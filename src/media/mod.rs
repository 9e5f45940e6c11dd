//! Media retrieval boundary.
//!
//! A [`MediaLoader`] turns a request url into a [`MediaSource`], which hands
//! out decoded frames and the media dimensions. Loading is the only step
//! expected to fail; everything after it reports problems per frame.

pub mod frame_directory;
pub mod image_file;
pub mod loader;

pub use frame_directory::FrameDirectorySource;
pub use image_file::ImageFileSource;
pub use loader::FsMediaLoader;

use crate::common::Frame;
use crate::error::MediaError;

/// Lazy, finite, non-restartable sequence of `(frame, timestamp)`. Either side
/// may be missing when the source could not produce it.
pub type FrameStream = Box<dyn Iterator<Item = (Option<Frame>, Option<f64>)> + Send>;

#[derive(Debug, Clone, Copy, PartialEq, Eq)]
pub enum MediaKind {
    Image,
    Video,
    Other,
}

pub trait MediaSource: Send {
    fn kind(&self) -> MediaKind;

    /// Frames sampled at `sample_rate` frames per second.
    fn frames(&self, sample_rate: f64) -> FrameStream;

    fn dimensions(&self) -> (u32, u32);

    fn is_image(&self) -> bool {
        self.kind() == MediaKind::Image
    }

    fn is_video(&self) -> bool {
        self.kind() == MediaKind::Video
    }
}

pub trait MediaLoader: Send + Sync {
    fn load(&self, url: &str) -> Result<Box<dyn MediaSource>, MediaError>;
}
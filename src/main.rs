//! Motion Camera Control Panel
//!
//! Console front end: polls device status, prints panel updates and
//! reads operator commands from stdin.

use motioncam_panel::{
    console::{describe, ConsoleCommand, HELP},
    panel_hub::{NotificationLevel, PanelMessage},
    state::{AppConfig, AppState},
};
use tokio::io::{AsyncBufReadExt, BufReader};
use tracing_subscriber::{layer::SubscriberExt, util::SubscriberInitExt};

fn render_message(message: &PanelMessage) -> Option<String> {
    match message {
        PanelMessage::StatusUpdate(p) => Some(describe(p)),
        PanelMessage::Notification(n) => Some(match n.level {
            NotificationLevel::Blocking => format!("*** {} ***", n.message),
            NotificationLevel::Info => n.message.clone(),
        }),
        PanelMessage::ConfigLoaded(m) => Some(format!(
            "config: {}x{} grid, {} active zones",
            m.grid_rows, m.grid_cols, m.active_cells
        )),
        // gallery refreshes every few seconds; too chatty for the console
        PanelMessage::GalleryUpdated(_) => None,
        PanelMessage::Logs(_) => None,
    }
}

#[tokio::main]
async fn main() -> anyhow::Result<()> {
    // Load .env if present
    dotenvy::dotenv().ok();

    tracing_subscriber::registry()
        .with(
            tracing_subscriber::EnvFilter::try_from_default_env()
                .unwrap_or_else(|_| "motioncam_panel=info".into()),
        )
        .with(tracing_subscriber::fmt::layer().with_writer(std::io::stderr))
        .init();

    tracing::info!("Starting motioncam-panel v{}", env!("CARGO_PKG_VERSION"));

    let config = AppConfig::default();
    tracing::info!(
        device_url = %config.device_url,
        status_poll_ms = config.status_poll_interval.as_millis() as u64,
        gallery_poll_ms = config.gallery_poll_interval.as_millis() as u64,
        "Configuration loaded"
    );

    let state = AppState::new(config)?;

    // Print panel updates
    let (_view_id, mut updates) = state.hub.subscribe().await;
    tokio::spawn(async move {
        while let Some(message) = updates.recv().await {
            if let Some(line) = render_message(&message) {
                println!("{}", line);
            }
        }
    });

    // Initial load; failure is logged and the panel keeps running
    let _ = state.panel.reload().await;

    let poller = state.poller.clone().start().await;
    let gallery = state
        .gallery
        .clone()
        .start(state.config.gallery_poll_interval);

    println!("{}", HELP);

    let mut lines = BufReader::new(tokio::io::stdin()).lines();
    while let Some(line) = lines.next_line().await? {
        let command = match ConsoleCommand::parse(&line) {
            Ok(Some(command)) => command,
            Ok(None) => continue,
            Err(e) => {
                println!("{}", e);
                continue;
            }
        };

        if command == ConsoleCommand::Quit {
            break;
        }

        match command.execute(&state).await {
            Ok(output) if !output.is_empty() => println!("{}", output),
            Ok(_) => {}
            // already shown through the hub
            Err(e) if command.reports_via_hub() => {
                tracing::debug!(error = %e, "Command failed");
            }
            Err(e) => println!("error: {}", e),
        }
    }

    state.poller.stop().await;
    gallery.abort();
    if let Some(handle) = poller {
        let _ = handle.await;
    }
    tracing::info!("Panel closed");

    Ok(())
}
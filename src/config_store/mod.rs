//! ConfigStore - Device Configuration Holder
//!
//! ## Responsibilities
//!
//! - Owns the last-loaded configuration document
//! - Merge-on-write saves (edited fields over the loaded document)
//! - Reload after every acknowledged save
//!
//! ## Design Principles
//!
//! - The device is authoritative: after a save the local copy is whatever
//!   the device reports back, not what was sent
//! - Failed loads and saves never touch the local copy

mod form;
mod types;

pub use form::{ParameterForm, DEFAULT_IMAGE_QUALITY};
pub use types::*;

use crate::device_client::DeviceApi;
use crate::error::{Error, Result};
use crate::models::Configuration;
use std::sync::Arc;
use tokio::sync::RwLock;

/// ConfigStore instance
pub struct ConfigStore {
    device: Arc<dyn DeviceApi>,
    current: RwLock<Option<Configuration>>,
}

impl ConfigStore {
    /// Create new ConfigStore (nothing loaded yet)
    pub fn new(device: Arc<dyn DeviceApi>) -> Self {
        Self {
            device,
            current: RwLock::new(None),
        }
    }

    /// Fetch the document and replace the local copy wholesale.
    ///
    /// On failure the previous copy stays in place.
    pub async fn load(&self) -> Result<Configuration> {
        match self.device.get_config().await {
            Ok(config) => {
                *self.current.write().await = Some(config.clone());
                tracing::info!(
                    grid_rows = config.grid_rows,
                    grid_cols = config.grid_cols,
                    active_cells = config.grid_mask.len(),
                    "Configuration loaded"
                );
                Ok(config)
            }
            Err(e) => {
                tracing::error!(error = %e, "Error fetching config");
                Err(e)
            }
        }
    }

    /// Submit `edits` merged over the last-loaded document, then reload.
    ///
    /// The reload only starts once the save is acknowledged. A failed save
    /// leaves the local copy as it was; there is no retry.
    pub async fn save(&self, edits: ConfigEdits) -> Result<SaveOutcome> {
        let base = self.current().await.ok_or(Error::NotLoaded)?;
        let submitted = edits.apply_to(&base)?;

        if let Err(e) = self.device.post_config(&submitted).await {
            tracing::error!(error = %e, "Failed to save config");
            return Err(e);
        }

        tracing::info!(active_cells = submitted.grid_mask.len(), "Configuration saved");

        let reconciled = match self.load().await {
            Ok(config) => Some(config),
            Err(e) => {
                tracing::warn!(error = %e, "Saved config could not be read back");
                None
            }
        };

        Ok(SaveOutcome {
            submitted,
            reconciled,
        })
    }

    /// Last-loaded document
    pub async fn current(&self) -> Option<Configuration> {
        self.current.read().await.clone()
    }
}
//! LogViewer - Backend Log Display
//!
//! Fetch failures are shown in place of the log lines; they are not
//! operator notifications.

use crate::device_client::DeviceApi;
use crate::panel_hub::{LogsMessage, PanelHub, PanelMessage};
use std::sync::Arc;

/// Text shown when the log fetch fails
pub const LOAD_FAILED: &str = "Failed to load logs.";

/// LogViewer instance
pub struct LogViewer {
    device: Arc<dyn DeviceApi>,
    hub: Arc<PanelHub>,
}

impl LogViewer {
    pub fn new(device: Arc<dyn DeviceApi>, hub: Arc<PanelHub>) -> Self {
        Self { device, hub }
    }

    /// Fetch and publish the backend log buffer
    pub async fn refresh(&self) -> LogsMessage {
        let message = match self.device.get_logs().await {
            Ok(lines) => LogsMessage { lines, error: None },
            Err(e) => {
                tracing::warn!(error = %e, "Log fetch failed");
                LogsMessage {
                    lines: Vec::new(),
                    error: Some(LOAD_FAILED.to_string()),
                }
            }
        };

        self.hub.publish(PanelMessage::Logs(message.clone())).await;
        message
    }
}
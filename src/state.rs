//! Application state
//!
//! Holds all shared components and the panel configuration

use crate::config_store::ConfigStore;
use crate::control::ControlActions;
use crate::device_client::{DeviceApi, DeviceClient};
use crate::gallery::GalleryService;
use crate::log_viewer::LogViewer;
use crate::panel::ControlPanel;
use crate::panel_hub::PanelHub;
use crate::status_poller::StatusPoller;
use std::sync::Arc;
use std::time::Duration;

/// Panel configuration
#[derive(Debug, Clone)]
pub struct AppConfig {
    /// Device backend URL
    pub device_url: String,
    /// Status poll cadence
    pub status_poll_interval: Duration,
    /// Gallery refresh cadence
    pub gallery_poll_interval: Duration,
    /// Per-request HTTP timeout
    pub http_timeout: Duration,
}

impl Default for AppConfig {
    fn default() -> Self {
        Self {
            device_url: std::env::var("DEVICE_URL")
                .unwrap_or_else(|_| "http://127.0.0.1:8888".to_string()),
            status_poll_interval: Duration::from_millis(env_u64("STATUS_POLL_MS", 2000)),
            gallery_poll_interval: Duration::from_millis(env_u64("GALLERY_POLL_MS", 5000)),
            http_timeout: Duration::from_secs(env_u64("HTTP_TIMEOUT_SEC", 10)),
        }
    }
}

/// Numeric env var with fallback; zero and garbage fall back too
fn env_u64(key: &str, default: u64) -> u64 {
    match std::env::var(key) {
        Ok(raw) => match raw.trim().parse::<u64>() {
            Ok(v) if v > 0 => v,
            _ => {
                tracing::warn!(key, value = %raw, default, "Invalid setting, using default");
                default
            }
        },
        Err(_) => default,
    }
}

/// Application state shared by the console and background tasks
#[derive(Clone)]
pub struct AppState {
    /// Panel config
    pub config: AppConfig,
    /// Device API (HTTP in production)
    pub device: Arc<dyn DeviceApi>,
    /// PanelHub (update fan-out)
    pub hub: Arc<PanelHub>,
    /// ConfigStore (device configuration)
    pub config_store: Arc<ConfigStore>,
    /// ControlPanel (form + zone editor)
    pub panel: Arc<ControlPanel>,
    /// StatusPoller (presentation reconciliation)
    pub poller: Arc<StatusPoller>,
    /// ControlActions (start/stop)
    pub controls: Arc<ControlActions>,
    /// GalleryService (captures)
    pub gallery: Arc<GalleryService>,
    /// LogViewer (backend logs)
    pub logs: Arc<LogViewer>,
}

impl AppState {
    /// Wire everything against the HTTP device client
    pub fn new(config: AppConfig) -> crate::Result<Self> {
        let device: Arc<dyn DeviceApi> = Arc::new(DeviceClient::with_timeout(
            config.device_url.clone(),
            config.http_timeout,
        )?);
        Ok(Self::with_device(config, device))
    }

    /// Wire everything against any device implementation
    pub fn with_device(config: AppConfig, device: Arc<dyn DeviceApi>) -> Self {
        let hub = Arc::new(PanelHub::new());
        let config_store = Arc::new(ConfigStore::new(device.clone()));
        let panel = Arc::new(ControlPanel::new(config_store.clone(), hub.clone()));
        let poller = Arc::new(StatusPoller::with_interval(
            device.clone(),
            hub.clone(),
            config.status_poll_interval,
        ));
        let controls = Arc::new(ControlActions::new(device.clone(), poller.clone(), hub.clone()));
        let gallery = Arc::new(GalleryService::new(device.clone(), hub.clone()));
        let logs = Arc::new(LogViewer::new(device.clone(), hub.clone()));

        Self {
            config,
            device,
            hub,
            config_store,
            panel,
            poller,
            controls,
            gallery,
            logs,
        }
    }
}

#[cfg(test)]
mod tests {
    use super::*;
    use crate::presentation::BaseState;
    use crate::testing::FakeDevice;

    fn test_config() -> AppConfig {
        AppConfig {
            device_url: "http://device.test".to_string(),
            status_poll_interval: Duration::from_secs(2),
            gallery_poll_interval: Duration::from_secs(5),
            http_timeout: Duration::from_secs(1),
        }
    }

    #[test]
    fn test_env_u64_fallback() {
        assert_eq!(env_u64("MOTIONCAM_PANEL_TEST_UNSET_KEY", 7), 7);
    }

    #[test]
    fn test_new_builds_http_client() {
        let state = AppState::new(test_config()).unwrap();
        assert_eq!(state.device.resolve_url("/x"), "http://device.test/x");
        assert_eq!(state.poller.interval(), Duration::from_secs(2));
    }

    #[test]
    fn test_bad_device_url_is_config_error() {
        let config = AppConfig {
            device_url: "camera.local".to_string(),
            ..test_config()
        };
        assert!(matches!(
            AppState::new(config),
            Err(crate::Error::Config(_))
        ));
    }

    #[tokio::test(start_paused = true)]
    async fn test_wired_components_share_device() {
        let device = Arc::new(FakeDevice::new());
        let state = AppState::with_device(test_config(), device.clone());

        state.panel.reload().await.unwrap();
        let _handle = state.poller.clone().start().await.unwrap();
        state.controls.start().await.unwrap();
        tokio::time::sleep(Duration::from_millis(50)).await;

        assert_eq!(state.poller.presentation().await.base, BaseState::Monitoring);
        assert!(state.config_store.current().await.is_some());
        state.poller.stop().await;
    }
}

_WORK INSTRUCTIONS_
Reproduce every line of the entries above, unchanged, from the very first one down to and including the line containing "PanelMessage::Notification(n) => Some(match".

_EXERCISE SOLUTION_
filename src/media/mod.rs
repository 9e5f45940e6c11dd
//! Media retrieval boundary.
//!
//! A [`MediaLoader`] turns a request url into a [`MediaSource`], which hands
//! out decoded frames and the media dimensions. Loading is the only step
//! expected to fail; everything after it reports problems per frame.

pub mod frame_directory;
pub mod image_file;
pub mod loader;

pub use frame_directory::FrameDirectorySource;
pub use image_file::ImageFileSource;
pub use loader::FsMediaLoader;

use crate::common::Frame;
use crate::error::MediaError;

/// Lazy, finite, non-restartable sequence of `(frame, timestamp)`. Either side
/// may be missing when the source could not produce it.
pub type FrameStream = Box<dyn Iterator<Item = (Option<Frame>, Option<f64>)> + Send>;

#[derive(Debug, Clone, Copy, PartialEq, Eq)]
pub enum MediaKind {
    Image,
    Video,
    Other,
}

pub trait MediaSource: Send {
    fn kind(&self) -> MediaKind;

    /// Frames sampled at `sample_rate` frames per second.
    fn frames(&self, sample_rate: f64) -> FrameStream;

    fn dimensions(&self) -> (u32, u32);

    fn is_image(&self) -> bool {
        self.kind() == MediaKind::Image
    }

    fn is_video(&self) -> bool {
        self.kind() == MediaKind::Video
    }
}

pub trait MediaLoader: Send + Sync {
    fn load(&self, url: &str) -> Result<Box<dyn MediaSource>, MediaError>;
}
filename src/main.rs
//! Motion Camera Control Panel
//!
//! Console front end: polls device status, prints panel updates and
//! reads operator commands from stdin.

use motioncam_panel::{
    console::{describe, ConsoleCommand, HELP},
    panel_hub::{NotificationLevel, PanelMessage},
    state::{AppConfig, AppState},
};
use tokio::io::{AsyncBufReadExt, BufReader};
use tracing_subscriber::{layer::SubscriberExt, util::SubscriberInitExt};

fn render_message(message: &PanelMessage) -> Option<String> {
    match message {
        PanelMessage::StatusUpdate(p) => Some(describe(p)),
        PanelMessage::Notification(n) => Some(match n.level {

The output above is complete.